Stephen estaba en suspenso, tratando de comprender.

—¿Y no podría estar ese reino en algún lugar de África? —preguntó al fin—. Quizá esté escrito que debo volver allí y quizá, por algún extraño prodigio, la gente reconozca en mí al descendiente de uno de sus reyes.

—Quizá —dijo el caballero dubitativamente—. ¡Pero no! Eso no puede ser. Porque se trata de un reino en el que ya has estado. Y tú nunca has estado en África. ¡Oh, Stephen! Cómo deseo que se cumpla tu maravilloso destino. Ese día, mis muchos reinos se aliarán a Gran Bretaña y tú y yo viviremos en perfecta amistad y hermandad. ¡Imagina como temblarán nuestros enemigos! ¡Imagina la rabia que consumirá a los magos! ¡Cómo se maldecirán a sí mismos por no habernos tratado con más respeto!

—Pero tal vez se equivoca, señor. Yo no puedo reinar en Inglaterra. Y menos con esta… —Extendió las manos. «Piel negra», pensó. Y en voz alta prosiguió—: Sólo usted, señor, por el afecto que me tiene, puede creer posible tal cosa. Los esclavos no se convierten en reyes, señor.

—¿Esclavos, Stephen? ¿Qué dices?

—Yo nací esclavo, señor.

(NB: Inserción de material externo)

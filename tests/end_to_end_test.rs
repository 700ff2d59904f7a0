use jhttp::JhttpError;
use jhttp::http::Client;
use jhttp::parser;
use jhttp::runner::{ExecutionSummary, RequestExecutor};
use jhttp::variable::{ConfigLoader, VariableContext};
use std::fs;
use std::time::Duration;
use tempfile::TempDir;
use wiremock::matchers::{body_json, header, method, path};
use wiremock::{Mock, MockServer, ResponseTemplate};

fn executor() -> RequestExecutor {
    RequestExecutor::new(Client::new().unwrap()).with_delay(Duration::ZERO)
}

/// 测试完整 HTTP 文件解析和执行流程
#[tokio::test]
async fn test_http_file_end_to_end() {
    let mock_server = MockServer::start().await;

    Mock::given(method("GET"))
        .and(path("/api/users"))
        .and(header("Accept", "application/json"))
        .respond_with(ResponseTemplate::new(200).set_body_json(serde_json::json!({
            "users": [
                {"id": 1, "name": "Alice"},
                {"id": 2, "name": "Bob"}
            ]
        })))
        .mount(&mock_server)
        .await;

    Mock::given(method("POST"))
        .and(path("/api/users"))
        .and(header("Content-Type", "application/json"))
        .and(body_json(serde_json::json!({"name": "Carol"})))
        .respond_with(ResponseTemplate::new(201))
        .mount(&mock_server)
        .await;

    let temp_dir = TempDir::new().unwrap();
    let http_file = temp_dir.path().join("users.http");
    let content = format!(
        r#"
@base = {}

### Get Users
GET {{{{base}}}}/api/users
Accept: application/json

### Create User
POST {{{{base}}}}/api/users
Content-Type: application/json

{{"name": "Carol"}}
"#,
        mock_server.uri()
    );
    fs::write(&http_file, content).unwrap();

    let parsed = parser::parse_file(&http_file).unwrap();
    assert_eq!(parsed.requests.len(), 2);

    let results = executor().execute_file(&parsed, None, "").await.unwrap();

    assert_eq!(results.len(), 2);
    assert_eq!(results[0].request_number, 1);
    assert_eq!(results[0].name.as_deref(), Some("Get Users"));
    assert_eq!(results[0].status, Some(200));
    assert!(results[0].success);
    assert!(
        results[0]
            .response
            .as_ref()
            .unwrap()
            .text()
            .contains("Alice")
    );
    assert_eq!(results[1].status, Some(201));
    assert!(results[1].success);

    let summary = ExecutionSummary::from_results(&results);
    assert_eq!(summary.passed, 2);
    assert_eq!(summary.errors, 0);
}

/// 只执行指定名称的请求
#[tokio::test]
async fn test_execute_named_request() {
    let mock_server = MockServer::start().await;

    Mock::given(method("DELETE"))
        .and(path("/items/7"))
        .respond_with(ResponseTemplate::new(204))
        .expect(1)
        .mount(&mock_server)
        .await;

    Mock::given(method("GET"))
        .respond_with(ResponseTemplate::new(200))
        .expect(0)
        .mount(&mock_server)
        .await;

    let content = format!(
        "### List\nGET {uri}/items\n\n### Remove\nDELETE {uri}/items/7\n",
        uri = mock_server.uri()
    );
    let parsed = parser::parse_content(&content).unwrap();

    let results = executor()
        .execute_file(&parsed, Some("Remove"), "")
        .await
        .unwrap();

    assert_eq!(results.len(), 1);
    assert_eq!(results[0].request_number, 2);
    assert_eq!(results[0].method, "DELETE");
    assert_eq!(results[0].status, Some(204));
}

#[tokio::test]
async fn test_unknown_request_name() {
    let parsed = parser::parse_content("### Only\nGET http://localhost/\n").unwrap();

    let err = executor()
        .execute_file(&parsed, Some("Missing"), "")
        .await
        .unwrap_err();

    assert!(matches!(err, JhttpError::RequestNotFound(ref name) if name == "Missing"));
}

/// 环境变量优先于全局变量
#[tokio::test]
async fn test_environment_variables_used_for_request() {
    let mock_server = MockServer::start().await;

    Mock::given(method("GET"))
        .and(path("/me"))
        .and(header("Authorization", "Bearer env-token"))
        .respond_with(ResponseTemplate::new(200).set_body_string("ok"))
        .mount(&mock_server)
        .await;

    let temp_dir = TempDir::new().unwrap();
    let env_path = temp_dir.path().join("http-client.env.json");
    fs::write(
        &env_path,
        format!(
            r#"{{"dev": {{"host": "{}", "token": "env-token"}}}}"#,
            mock_server.uri()
        ),
    )
    .unwrap();

    let mut parsed = parser::parse_content(
        "@host = http://unused.invalid\n@token = global-token\n\nGET {{host}}/me\nAuthorization: Bearer {{token}}\n",
    )
    .unwrap();
    parsed.merge_environment("dev", ConfigLoader::load_environment(&env_path, "dev").unwrap());

    let results = executor().execute_file(&parsed, None, "dev").await.unwrap();

    assert_eq!(results[0].status, Some(200));
    assert!(results[0].unresolved.is_empty());
}

/// 单个请求失败不影响后续请求
#[tokio::test]
async fn test_failure_is_scoped_to_one_request() {
    let mock_server = MockServer::start().await;

    Mock::given(method("GET"))
        .and(path("/ok"))
        .respond_with(ResponseTemplate::new(200))
        .mount(&mock_server)
        .await;

    let mut parsed = parser::parse_content(&format!(
        "### Broken\nGET {{{{host}}}}/ok\n\n### Fine\nGET {}/ok\n",
        mock_server.uri()
    ))
    .unwrap();
    // 替换后得到的 URL 结构不合法
    let mut env = VariableContext::new();
    env.insert("host", "http://[::1");
    parsed.merge_environment("dev", env);

    let results = executor().execute_file(&parsed, None, "dev").await.unwrap();

    assert_eq!(results.len(), 2);
    assert!(results[0].is_error());
    assert!(results[0].status.is_none());
    assert!(results[1].success);

    let summary = ExecutionSummary::from_results(&results);
    assert_eq!(summary.errors, 1);
    assert_eq!(summary.passed, 1);
}

#[tokio::test]
async fn test_unresolved_variable_is_reported() {
    let parsed = parser::parse_content("GET {{host}}/users\n").unwrap();

    let results = executor().execute_file(&parsed, None, "").await.unwrap();

    assert!(results[0].is_error());
    assert_eq!(results[0].unresolved, vec!["host".to_string()]);
    assert_eq!(results[0].url, "{{host}}/users");
}

#[tokio::test]
async fn test_server_error_is_not_success() {
    let mock_server = MockServer::start().await;

    Mock::given(method("GET"))
        .respond_with(ResponseTemplate::new(500).set_body_string("boom"))
        .mount(&mock_server)
        .await;

    let parsed = parser::parse_content(&format!("GET {}/fail\n", mock_server.uri())).unwrap();
    let results = executor().execute_file(&parsed, None, "").await.unwrap();

    assert_eq!(results[0].status, Some(500));
    assert!(!results[0].success);
    assert!(!results[0].is_error());
}

#[tokio::test]
async fn test_connection_refused() {
    // 先占用一个端口再释放，保证没有监听
    let port = std::net::TcpListener::bind("127.0.0.1:0")
        .unwrap()
        .local_addr()
        .unwrap()
        .port();
    let parsed = parser::parse_content(&format!("GET http://127.0.0.1:{}/\n", port)).unwrap();
    let results = executor().execute_file(&parsed, None, "").await.unwrap();

    assert!(results[0].is_error());
    assert!(results[0].error.as_ref().unwrap().contains("127.0.0.1"));
}

/// 二进制响应体按原始字节保存
#[tokio::test]
async fn test_binary_response_body_is_preserved() {
    let mock_server = MockServer::start().await;
    let payload: Vec<u8> = vec![137, 80, 78, 71, 255, 0, 254];

    Mock::given(method("GET"))
        .and(path("/logo.png"))
        .respond_with(ResponseTemplate::new(200).set_body_bytes(payload.clone()))
        .mount(&mock_server)
        .await;

    let parsed =
        parser::parse_content(&format!("GET {}/logo.png\n", mock_server.uri())).unwrap();
    let results = executor().execute_file(&parsed, None, "").await.unwrap();

    assert_eq!(results[0].response.as_ref().unwrap().body, payload);
}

Como muchos de mi raza. Mi madre era esclava en una hacienda que el abuelo de sir Walter tenía en Jamaica. Sir William fue a Jamaica a vender su hacienda para pagar sus deudas, y una de las posesiones que trajo consigo a la vuelta era mi madre. Mejor dicho, él quería traerla para que sirviera en su casa, pero durante el viaje ella me tuvo a mí y murió.

—¡Ja! —exclamó el caballero en tono triunfal—. ¡Eso es exactamente lo que decía! Tú y tu estimable madre fuisteis hechos esclavos por los malvados ingleses, que con sus maquinaciones causaron vuestra desgracia.

—Bien, sí, señor. Es verdad, en cierto sentido. Pero ahora no soy esclavo. Nadie que esté en suelo británico puede ser esclavo. El aire de Inglaterra es aire de libertad. Los ingleses se precian de ello. —Pero pensó: «No obstante, poseen esclavos en otros países»—. Desde el momento en que el ayuda de cámara de sir William me bajó del barco en brazos, fui libre.

—En cualquier caso, ¡tenemos que castigarlos! —gritó el caballero—. Podemos matar fácilmente al marido de lady Pole, después bajaré al infierno a buscar a su abuelo y entonces…

—Pero no fueron sir William ni sir Walter los que esclavizaban a la gente —protestó Stephen—. Sir Walter siempre se ha opuesto a la trata de esclavos. Y sir William fue muy bueno conmigo. Me bautizó y me dio una educación.

—¿Que te bautizó? ¿Hasta tu mismo nombre es una imposición de tus enemigos? ¿No significa esclavitud? Te aconsejo que renuncies a él y elijas otro en cuanto subas al trono de Inglaterra. ¿Cómo te llamaba tu madre?

—No lo sé, señor. No estoy seguro de que me llamara de algún modo.

El caballero entornó los ojos en señal de que estaba pensando intensamente.

—Una madre muy rara sería la que no diera un nombre a su hijo. Sí, tiene que haber un nombre que sea tuyo. Realmente tuyo. Por lo menos eso lo veo claro. El que tu madre te daba con el corazón durante los preciosos momentos en que te tuvo en sus brazos. ¿No sientes curiosidad por saber cuál es?

—Desde luego, señor. Pero mi madre murió hace tiempo. Quizá no reveló a nadie ese nombre. Hasta el suyo se ha olvidado. Un día, siendo niño, se lo pregunté a sir William, pero él no lo recordaba.

—Sin duda lo sabía bien, pero no quiso decírtelo, por maldad. Hace falta alguien excepcional para recuperar tu nombre, Stephen, alguien de singular perspicacia, extraordinario talento e incomparable nobleza de carácter. Alguien como yo. Sí, eso haré. ¡En prueba de la estima que te tengo, descubriré tu verdadero nombre!